- Task details: Each record below is to be restated word for word.

- Dataset content:

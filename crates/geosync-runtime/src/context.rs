#![forbid(unsafe_code)]

//! Per-binding projection context.
//!
//! Built once when a binding initializes: the transform for the binding's
//! geometry kind is resolved from the table, and the view and bind projections
//! are captured. After that, every conversion is a plain call with no lookup.
//!
//! # Invariants
//!
//! 1. `to_view_projection(to_bind_projection(c))` returns `c` within transform
//!    round-trip tolerance.
//! 2. When the bind projection equals the view projection both conversions
//!    return the input unchanged.

use geosync_core::{
    CoordTransform, Coordinates, Error, GeometryKind, Position, Projection, Result,
    TransformTable, transform_position,
};
use tracing::debug;

use crate::pipeline::ThrottleConfig;
use crate::view::MapView;

/// Per-binding configuration.
#[derive(Debug, Clone, Default, PartialEq)]
pub struct BindOptions {
    /// Projection the declared coordinates are expressed in. `None` means the
    /// view projection.
    pub bind_to_projection: Option<Projection>,
    /// Change pipeline throttle.
    pub throttle: ThrottleConfig,
}

impl BindOptions {
    #[must_use]
    pub fn new() -> Self {
        Self::default()
    }

    #[must_use]
    pub fn with_bind_projection(mut self, projection: Projection) -> Self {
        self.bind_to_projection = Some(projection);
        self
    }

    /// Look the bind projection up by code, e.g. `"EPSG:4326"`.
    pub fn with_bind_projection_code(self, code: &str) -> Result<Self> {
        Ok(self.with_bind_projection(Projection::from_code(code)?))
    }

    #[must_use]
    pub fn with_throttle(mut self, throttle: ThrottleConfig) -> Self {
        self.throttle = throttle;
        self
    }
}

/// Resolved transform plus the two projections it converts between.
#[derive(Debug, Clone)]
pub struct BindingContext {
    transform: CoordTransform,
    view_projection: Projection,
    bind_projection: Projection,
}

impl BindingContext {
    /// Resolve the context for `kind`.
    ///
    /// # Errors
    ///
    /// - [`Error::MissingView`] if `view` is `None`.
    /// - [`Error::MissingTransform`] if `table` has no entry for `kind`.
    pub fn new(
        kind: GeometryKind,
        table: &TransformTable,
        view: Option<&dyn MapView>,
        options: &BindOptions,
    ) -> Result<Self> {
        let view = view.ok_or(Error::MissingView)?;
        let transform = table.resolve(kind)?;
        let view_projection = view.projection();
        let bind_projection = options
            .bind_to_projection
            .clone()
            .unwrap_or_else(|| view_projection.clone());
        debug!(
            kind = %kind,
            view = %view_projection,
            bind = %bind_projection,
            "binding context resolved"
        );
        Ok(Self {
            transform,
            view_projection,
            bind_projection,
        })
    }

    #[must_use]
    pub fn kind(&self) -> GeometryKind {
        self.transform.kind()
    }

    #[must_use]
    pub fn view_projection(&self) -> &Projection {
        &self.view_projection
    }

    #[must_use]
    pub fn bind_projection(&self) -> &Projection {
        &self.bind_projection
    }

    /// Whether both sides share one projection.
    #[must_use]
    pub fn is_identity(&self) -> bool {
        self.view_projection == self.bind_projection
    }

    /// Native (view) coordinates to declared (bind) coordinates.
    pub fn to_bind_projection(&self, native: &Coordinates) -> Result<Coordinates> {
        self.transform
            .apply(native, &self.view_projection, &self.bind_projection)
    }

    /// Declared (bind) coordinates to native (view) coordinates.
    pub fn to_view_projection(&self, declared: &Coordinates) -> Result<Coordinates> {
        self.transform
            .apply(declared, &self.bind_projection, &self.view_projection)
    }

    /// Single native position to the bind projection.
    pub fn position_to_bind_projection(&self, native: Position) -> Result<Position> {
        transform_position(native, &self.view_projection, &self.bind_projection)
    }
}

- Answer section:
filename crates/geosync-runtime/src/context.rs
#![forbid(unsafe_code)]

//! Per-binding projection context.
//!
//! Built once when a binding initializes: the transform for the binding's
//! geometry kind is resolved from the table, and the view and bind projections
//! are captured. After that, every conversion is a plain call with no lookup.
//!
//! # Invariants
//!
//! 1. `to_view_projection(to_bind_projection(c))` returns `c` within transform
//!    round-trip tolerance.
//! 2. When the bind projection equals the view projection both conversions
//!    return the input unchanged.

use geosync_core::{
    CoordTransform, Coordinates, Error, GeometryKind, Position, Projection, Result,
    TransformTable, transform_position,
};
use tracing::debug;

use crate::pipeline::ThrottleConfig;
use crate::view::MapView;

/// Per-binding configuration.
#[derive(Debug, Clone, Default, PartialEq)]
pub struct BindOptions {
    /// Projection the declared coordinates are expressed in. `None` means the
    /// view projection.
    pub bind_to_projection: Option<Projection>,
    /// Change pipeline throttle.
    pub throttle: ThrottleConfig,
}

impl BindOptions {
    #[must_use]
    pub fn new() -> Self {
        Self::default()
    }

    #[must_use]
    pub fn with_bind_projection(mut self, projection: Projection) -> Self {
        self.bind_to_projection = Some(projection);
        self
    }

    /// Look the bind projection up by code, e.g. `"EPSG:4326"`.
    pub fn with_bind_projection_code(self, code: &str) -> Result<Self> {
        Ok(self.with_bind_projection(Projection::from_code(code)?))
    }

    #[must_use]
    pub fn with_throttle(mut self, throttle: ThrottleConfig) -> Self {
        self.throttle = throttle;
        self
    }
}

/// Resolved transform plus the two projections it converts between.
#[derive(Debug, Clone)]
pub struct BindingContext {
    transform: CoordTransform,
    view_projection: Projection,
    bind_projection: Projection,
}

impl BindingContext {
    /// Resolve the context for `kind`.
    ///
    /// # Errors
    ///
    /// - [`Error::MissingView`] if `view` is `None`.
    /// - [`Error::MissingTransform`] if `table` has no entry for `kind`.
    pub fn new(
        kind: GeometryKind,
        table: &TransformTable,
        view: Option<&dyn MapView>,
        options: &BindOptions,
    ) -> Result<Self> {
        let view = view.ok_or(Error::MissingView)?;
        let transform = table.resolve(kind)?;
        let view_projection = view.projection();
        let bind_projection = options
            .bind_to_projection
            .clone()
            .unwrap_or_else(|| view_projection.clone());
        debug!(
            kind = %kind,
            view = %view_projection,
            bind = %bind_projection,
            "binding context resolved"
        );
        Ok(Self {
            transform,
            view_projection,
            bind_projection,
        })
    }

    #[must_use]
    pub fn kind(&self) -> GeometryKind {
        self.transform.kind()
    }

    #[must_use]
    pub fn view_projection(&self) -> &Projection {
        &self.view_projection
    }

    #[must_use]
    pub fn bind_projection(&self) -> &Projection {
        &self.bind_projection
    }

    /// Whether both sides share one projection.
    #[must_use]
    pub fn is_identity(&self) -> bool {
        self.view_projection == self.bind_projection
    }

    /// Native (view) coordinates to declared (bind) coordinates.
    pub fn to_bind_projection(&self, native: &Coordinates) -> Result<Coordinates> {
        self.transform
            .apply(native, &self.view_projection, &self.bind_projection)
    }

    /// Declared (bind) coordinates to native (view) coordinates.
    pub fn to_view_projection(&self, declared: &Coordinates) -> Result<Coordinates> {
        self.transform
            .apply(declared, &self.bind_projection, &self.view_projection)
    }

    /// Single native position to the bind projection.
    pub fn position_to_bind_projection(&self, native: Position) -> Result<Position> {
        transform_position(native, &self.view_projection, &self.bind_projection)
    }
}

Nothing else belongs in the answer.